Elevation of CD69+ monocyte/macrophages in patients with Alzheimer's disease.

In this report, we examined the presence of the activation marker, CD69, on monocytes derived from patients with Alzheimer's disease (AD). We have previously shown that patients with AIDS dementia had an elevated percentage of a CD14+/CD69+ subset and that conditioned media from these M/M phi cultures were toxic to neural cultures. We therefore postulated that patients with AD might likewise have a higher monocyte subset and that this would be associated with neural toxicity. Flow analysis showed that AD patients (n = 13) had a higher percentage of CD69+ M/M phi over age matched controls (n = 14); this trend was statistically significant (p = 0.006).
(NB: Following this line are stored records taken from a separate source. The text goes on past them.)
//! The base configuration with the override layered on top.

use serde::Serialize;
use serde_json::Value;

use super::defaults::BaseConfig;
use super::merge::deep_merge;
use super::overrides::OverrideDocument;

/// Base deep-merged with an optional override. Immutable once built.
#[derive(Debug, Clone, PartialEq, Serialize)]
#[serde(transparent)]
pub struct MergedConfig {
    value: Value,
}

impl MergedConfig {
    /// The base alone (no override applied)
    pub fn from_base(base: &BaseConfig) -> Self {
        Self {
            value: base.to_value(),
        }
    }

    /// Layer an override document over the base
    pub fn merge(base: &BaseConfig, overlay: &OverrideDocument) -> Self {
        Self {
            value: deep_merge(base.to_value(), overlay.to_value()),
        }
    }

    pub fn as_value(&self) -> &Value {
        &self.value
    }

    /// Get a value by path (dot-separated)
    pub fn get(&self, path: &str) -> Option<&Value> {
        let mut current = &self.value;
        for part in path.split('.') {
            current = current.get(part)?;
        }
        Some(current)
    }

    /// Get a value as string
    pub fn get_str(&self, path: &str) -> Option<&str> {
        self.get(path).and_then(|v| v.as_str())
    }
}
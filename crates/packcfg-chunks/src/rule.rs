//! Chunk group rule definitions.

use regex_lite::Regex;
use serde::de::{self, Deserializer};
use serde::ser::Serializer;
use serde::{Deserialize, Serialize};
use std::cmp::Ordering;
use std::fmt;

use crate::ModuleInfo;

/// Group priority. `Infinite` outranks every finite value.
///
/// Finite priorities may be fractional; NaN is rejected when reading.
#[derive(Debug, Clone, Copy)]
pub enum Priority {
    Finite(f64),
    Infinite,
}

impl Default for Priority {
    fn default() -> Self {
        Priority::Finite(0.0)
    }
}

impl PartialEq for Priority {
    fn eq(&self, other: &Self) -> bool {
        self.cmp(other) == Ordering::Equal
    }
}

impl Eq for Priority {}

impl PartialOrd for Priority {
    fn partial_cmp(&self, other: &Self) -> Option<Ordering> {
        Some(self.cmp(other))
    }
}

impl Ord for Priority {
    fn cmp(&self, other: &Self) -> Ordering {
        match (self, other) {
            (Priority::Finite(a), Priority::Finite(b)) => a.total_cmp(b),
            (Priority::Finite(_), Priority::Infinite) => Ordering::Less,
            (Priority::Infinite, Priority::Finite(_)) => Ordering::Greater,
            (Priority::Infinite, Priority::Infinite) => Ordering::Equal,
        }
    }
}

impl fmt::Display for Priority {
    fn fmt(&self, f: &mut fmt::Formatter<'_>) -> fmt::Result {
        match self {
            Priority::Finite(n) => write!(f, "{}", n),
            Priority::Infinite => write!(f, "Infinity"),
        }
    }
}

impl Serialize for Priority {
    fn serialize<S: Serializer>(&self, serializer: S) -> Result<S::Ok, S::Error> {
        match self {
            // whole numbers keep their integer form
            Priority::Finite(n) if n.fract() == 0.0 && n.abs() < i64::MAX as f64 => {
                serializer.serialize_i64(*n as i64)
            }
            Priority::Finite(n) => serializer.serialize_f64(*n),
            Priority::Infinite => serializer.serialize_str("Infinity"),
        }
    }
}

impl<'de> Deserialize<'de> for Priority {
    fn deserialize<D: Deserializer<'de>>(deserializer: D) -> Result<Self, D::Error> {
        #[derive(Deserialize)]
        #[serde(untagged)]
        enum Raw {
            Number(f64),
            Text(String),
        }

        match Option::<Raw>::deserialize(deserializer)? {
            None => Ok(Priority::default()),
            Some(Raw::Number(n)) if n.is_nan() => {
                Err(de::Error::custom("invalid priority: NaN"))
            }
            Some(Raw::Number(n)) => Ok(Priority::Finite(n)),
            Some(Raw::Text(s)) => match s.to_ascii_lowercase().as_str() {
                "infinity" | "inf" => Ok(Priority::Infinite),
                _ => Err(de::Error::custom(format!(
                    "invalid priority '{}': expected a number or \"Infinity\"",
                    s
                ))),
            },
        }
    }
}

/// A compiled module-identifier pattern that round-trips as its source text.
#[derive(Debug, Clone)]
pub struct Pattern(Regex);

impl Pattern {
    pub fn new(source: &str) -> Result<Self, regex_lite::Error> {
        Regex::new(source).map(Pattern)
    }

    pub fn is_match(&self, identifier: &str) -> bool {
        self.0.is_match(identifier)
    }

    pub fn as_str(&self) -> &str {
        self.0.as_str()
    }
}

impl PartialEq for Pattern {
    fn eq(&self, other: &Self) -> bool {
        self.as_str() == other.as_str()
    }
}

impl Serialize for Pattern {
    fn serialize<S: Serializer>(&self, serializer: S) -> Result<S::Ok, S::Error> {
        serializer.serialize_str(self.as_str())
    }
}

impl<'de> Deserialize<'de> for Pattern {
    fn deserialize<D: Deserializer<'de>>(deserializer: D) -> Result<Self, D::Error> {
        let source = String::deserialize(deserializer)?;
        Pattern::new(&source).map_err(de::Error::custom)
    }
}

/// Serialized form of a single cache group entry.
#[derive(Debug, Clone, Default, Serialize, Deserialize)]
#[serde(rename_all = "camelCase")]
pub(crate) struct RuleSpec {
    #[serde(default)]
    pub name: Option<String>,

    #[serde(default)]
    pub test: Option<Pattern>,

    #[serde(default)]
    pub exclude: Option<Pattern>,

    #[serde(default)]
    pub priority: Priority,

    #[serde(default)]
    pub min_size: u64,

    #[serde(default = "default_min_chunks")]
    pub min_chunks: usize,
}

fn default_min_chunks() -> usize {
    1
}

/// A named group predicate with priority and thresholds.
#[derive(Debug, Clone, PartialEq, Serialize)]
#[serde(rename_all = "camelCase")]
pub struct GroupRule {
    /// Key of the rule in the cache group table.
    pub key: String,

    /// Output bundle name (defaults to the key).
    pub name: String,

    /// Identifier test. Rules without a test are fallback groups.
    #[serde(skip_serializing_if = "Option::is_none")]
    pub test: Option<Pattern>,

    /// Identifiers matching this pattern are never taken by the rule.
    #[serde(skip_serializing_if = "Option::is_none")]
    pub exclude: Option<Pattern>,

    pub priority: Priority,

    /// Size in bytes a module must exceed (0 disables the check).
    pub min_size: u64,

    /// Minimum number of distinct bundles referencing the module.
    pub min_chunks: usize,
}

impl GroupRule {
    /// Create a tested rule with neutral thresholds.
    pub fn new(key: &str, test: Pattern) -> Self {
        Self {
            key: key.to_string(),
            name: key.to_string(),
            test: Some(test),
            exclude: None,
            priority: Priority::default(),
            min_size: 0,
            min_chunks: 1,
        }
    }

    /// Create a fallback rule (no test) with the given thresholds.
    pub fn fallback(key: &str, min_size: u64, min_chunks: usize) -> Self {
        Self {
            key: key.to_string(),
            name: key.to_string(),
            test: None,
            exclude: None,
            priority: Priority::default(),
            min_size,
            min_chunks,
        }
    }

    pub fn with_name(mut self, name: &str) -> Self {
        self.name = name.to_string();
        self
    }

    pub fn with_priority(mut self, priority: Priority) -> Self {
        self.priority = priority;
        self
    }

    pub fn with_exclude(mut self, exclude: Pattern) -> Self {
        self.exclude = Some(exclude);
        self
    }

    pub(crate) fn from_spec(key: &str, spec: RuleSpec) -> Self {
        Self {
            key: key.to_string(),
            name: spec.name.unwrap_or_else(|| key.to_string()),
            test: spec.test,
            exclude: spec.exclude,
            priority: spec.priority,
            min_size: spec.min_size,
            min_chunks: spec.min_chunks,
        }
    }

    pub fn is_fallback(&self) -> bool {
        self.test.is_none()
    }

    /// Whether this rule would take the module, thresholds included.
    pub fn accepts(&self, module: &ModuleInfo) -> bool {
        if let Some(test) = &self.test {
            if !test.is_match(&module.identifier) {
                return false;
            }
        }
        if let Some(exclude) = &self.exclude {
            if exclude.is_match(&module.identifier) {
                return false;
            }
        }
        // a size threshold must be exceeded; zero means no threshold
        let big_enough = self.min_size == 0 || module.size > self.min_size;
        big_enough && module.chunks >= self.min_chunks
    }
}

#[cfg(test)]
mod tests {
    use super::*;

    fn module(identifier: &str, size: u64, chunks: usize) -> ModuleInfo {
        ModuleInfo {
            identifier: identifier.to_string(),
            size,
            chunks,
        }
    }

    #[test]
    fn test_infinite_outranks_finite() {
        assert!(Priority::Infinite > Priority::Finite(f64::MAX));
        assert!(Priority::Finite(10.0) > Priority::Finite(-5.0));
        assert!(Priority::Finite(0.5) > Priority::Finite(0.0));
        assert_eq!(Priority::default(), Priority::Finite(0.0));
    }

    #[test]
    fn test_priority_serde() {
        let p: Priority = serde_json::from_str("\"Infinity\"").unwrap();
        assert_eq!(p, Priority::Infinite);
        let p: Priority = serde_json::from_str("-20").unwrap();
        assert_eq!(p, Priority::Finite(-20.0));
        assert_eq!(serde_json::to_string(&Priority::Finite(-20.0)).unwrap(), "-20");
        assert!(serde_json::from_str::<Priority>("\"high\"").is_err());
        assert_eq!(serde_json::to_string(&Priority::Infinite).unwrap(), "\"Infinity\"");
    }

    #[test]
    fn test_rule_defaults() {
        let spec: RuleSpec = serde_json::from_str(r#"{"test": "Core"}"#).unwrap();
        let rule = GroupRule::from_spec("config", spec);
        assert_eq!(rule.name, "config");
        assert_eq!(rule.min_size, 0);
        assert_eq!(rule.min_chunks, 1);
        assert_eq!(rule.priority, Priority::Finite(0.0));
        assert!(!rule.is_fallback());
    }

    #[test]
    fn test_invalid_pattern_rejected() {
        let err = serde_json::from_str::<RuleSpec>(r#"{"test": "(unclosed"}"#);
        assert!(err.is_err());
    }

    #[test]
    fn test_accepts_respects_exclude() {
        let rule = GroupRule::new("vendor", Pattern::new("node_modules").unwrap())
            .with_exclude(Pattern::new("node_modules/react").unwrap());
        assert!(rule.accepts(&module("./node_modules/lodash/index.js", 10, 1)));
        assert!(!rule.accepts(&module("./node_modules/react/index.js", 10, 1)));
        assert!(!rule.accepts(&module("./src/App.jsx", 10, 1)));
    }

    #[test]
    fn test_accepts_respects_thresholds() {
        let rule = GroupRule::fallback("commons", 30 * 1024, 2);
        assert!(rule.accepts(&module("./src/shared.js", 40 * 1024, 3)));
        assert!(!rule.accepts(&module("./src/shared.js", 40 * 1024, 1)));
        assert!(!rule.accepts(&module("./src/shared.js", 1024, 3)));
    }

    #[test]
    fn test_size_threshold_is_exclusive() {
        let rule = GroupRule::fallback("commons", 30 * 1024, 2);
        assert!(!rule.accepts(&module("./src/shared.js", 30 * 1024, 2)));
        assert!(rule.accepts(&module("./src/shared.js", 30 * 1024 + 1, 2)));

        let unbounded = GroupRule::new("vendor", Pattern::new("node_modules").unwrap());
        assert!(unbounded.accepts(&module("./node_modules/empty.js", 0, 1)));
    }
}
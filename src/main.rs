//! packcfg CLI
//!
//! Entry point for the `packcfg` command-line tool.

use clap::{Args, Parser, Subcommand};
use packcfg::chunks::{Assignment, ModuleInfo};
use packcfg::{build, BuildOptions, BuildReport, ProjectLayout};
use std::fs;
use std::path::PathBuf;
use std::process;

#[derive(Parser)]
#[command(name = "packcfg")]
#[command(about = "Compose the bundler configuration", version)]
struct Cli {
    /// Log at debug level (overrides PACKCFG_LOG)
    #[arg(long, short = 'v', global = true)]
    verbose: bool,

    #[command(subcommand)]
    command: Commands,
}

#[derive(Args)]
struct LayoutArgs {
    /// Application project root
    #[arg(long, default_value = "../../")]
    root: PathBuf,

    /// Framework source directory (holds HOC/)
    #[arg(long, default_value = ".")]
    framework_dir: PathBuf,

    /// Application entry module
    #[arg(long, default_value = "./App")]
    entry: PathBuf,

    /// Override document (default: <root>/webpack.config.json)
    #[arg(long = "override")]
    override_path: Option<PathBuf>,

    /// Server configuration (default: <root>/src/Server/Config/server.json)
    #[arg(long)]
    server: Option<PathBuf>,

    /// Fail when the override exists but cannot be used
    #[arg(long)]
    strict_override: bool,

    /// Worker pool size (default: processing units + 2)
    #[arg(long)]
    pool_size: Option<usize>,
}

#[derive(Subcommand)]
enum Commands {
    /// Print the final configuration
    Build {
        #[command(flatten)]
        layout: LayoutArgs,

        /// Write to a file instead of stdout
        #[arg(long, short = 'o')]
        out: Option<PathBuf>,
    },

    /// Print the build report (sources, override outcome, merged config)
    Inspect {
        #[command(flatten)]
        layout: LayoutArgs,
    },

    /// Partition a module list with the effective chunk groups
    Chunks {
        #[command(flatten)]
        layout: LayoutArgs,

        /// JSON file with [{identifier, size, chunks}]
        #[arg(long, short = 'm')]
        modules: PathBuf,

        /// Output one line per module instead of JSON
        #[arg(long)]
        human: bool,
    },
}

fn main() {
    let cli = Cli::parse();
    init_logging(cli.verbose);

    match cli.command {
        Commands::Build { layout, out } => run_build(layout, out),
        Commands::Inspect { layout } => run_inspect(layout),
        Commands::Chunks {
            layout,
            modules,
            human,
        } => run_chunks(layout, modules, human),
    }
}

fn init_logging(verbose: bool) {
    let filter = if verbose {
        tracing_subscriber::EnvFilter::new("debug")
    } else {
        tracing_subscriber::EnvFilter::try_from_env("PACKCFG_LOG")
            .unwrap_or_else(|_| tracing_subscriber::EnvFilter::new("warn"))
    };
    tracing_subscriber::fmt()
        .with_env_filter(filter)
        .with_writer(std::io::stderr)
        .init();
}

fn build_options(args: LayoutArgs) -> BuildOptions {
    let mut layout = ProjectLayout::new(args.root, args.framework_dir).with_app_entry(args.entry);
    if let Some(path) = args.override_path {
        layout = layout.with_override_path(path);
    }
    if let Some(path) = args.server {
        layout = layout.with_server_config_path(path);
    }
    let layout = match layout.absolutize_from_cwd() {
        Ok(layout) => layout,
        Err(e) => {
            eprintln!("Error resolving working directory: {}", e);
            process::exit(1);
        }
    };

    let mut options = BuildOptions::new(layout);
    options.strict_override = args.strict_override;
    options.pool_size = args.pool_size;
    options
}

fn run_pipeline(args: LayoutArgs) -> BuildReport {
    match build(&build_options(args)) {
        Ok(report) => report,
        Err(e) => {
            eprintln!("Configuration build failed at stage '{}': {}", e.stage(), e);
            process::exit(e.exit_code());
        }
    }
}

fn run_build(args: LayoutArgs, out: Option<PathBuf>) {
    let report = run_pipeline(args);

    let json = match report.final_config.to_json() {
        Ok(json) => json,
        Err(e) => {
            eprintln!("Error serializing output: {}", e);
            process::exit(1);
        }
    };

    match out {
        Some(path) => {
            if let Err(e) = fs::write(&path, format!("{}\n", json)) {
                eprintln!("Error writing {}: {}", path.display(), e);
                process::exit(1);
            }
        }
        None => println!("{}", json),
    }
}

fn run_inspect(args: LayoutArgs) {
    let report = run_pipeline(args);
    match report.to_json() {
        Ok(json) => println!("{}", json),
        Err(e) => {
            eprintln!("Error serializing output: {}", e);
            process::exit(1);
        }
    }
}

fn run_chunks(args: LayoutArgs, modules_path: PathBuf, human: bool) {
    let modules: Vec<ModuleInfo> = match fs::read_to_string(&modules_path)
        .map_err(|e| e.to_string())
        .and_then(|raw| serde_json::from_str(&raw).map_err(|e| e.to_string()))
    {
        Ok(modules) => modules,
        Err(e) => {
            eprintln!("Error loading modules from {}: {}", modules_path.display(), e);
            process::exit(1);
        }
    };

    let report = run_pipeline(args);
    let rules = report.final_config.split_rules();

    if human {
        for module in &modules {
            println!("{}", rules.assign(module).to_human());
        }
        return;
    }

    let assignments: Vec<Assignment> = modules.iter().map(|m| rules.assign(m)).collect();
    let output = serde_json::json!({
        "assignments": assignments,
        "partition": rules.partition(&modules),
    });
    match serde_json::to_string_pretty(&output) {
        Ok(json) => println!("{}", json),
        Err(e) => {
            eprintln!("Error serializing output: {}", e);
            process::exit(1);
        }
    }
}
Side scatter (SSC), a measure of cellular granularity was also elevated in AD patients (p = 0.02). The elevated expression of human leukocyte antigen (HLA-DR) was not found to be significant between age-matched controls and AD patients. When conditioned media from M/M phi from five AD and two control patients were evaluated for neurotoxicity, three of the five culture supernatants from AD patients induced apoptosis in neural cell aggregate cultures. Electrophoretic mobility shift assays revealed that these three supernatants also triggered NF-kappaB translocation to the nucleus. Surprisingly, in vitro neurotoxicity was induced by M/M phi supernatants having a lower percentage of CD14+/CD69+ cells. Elevation of the CD14+/CD69+ subset in AD patients may therefore represent a manifestation in the peripheral blood of the pathological events occurring in the brain but may not be directly involved in neural cell toxicity.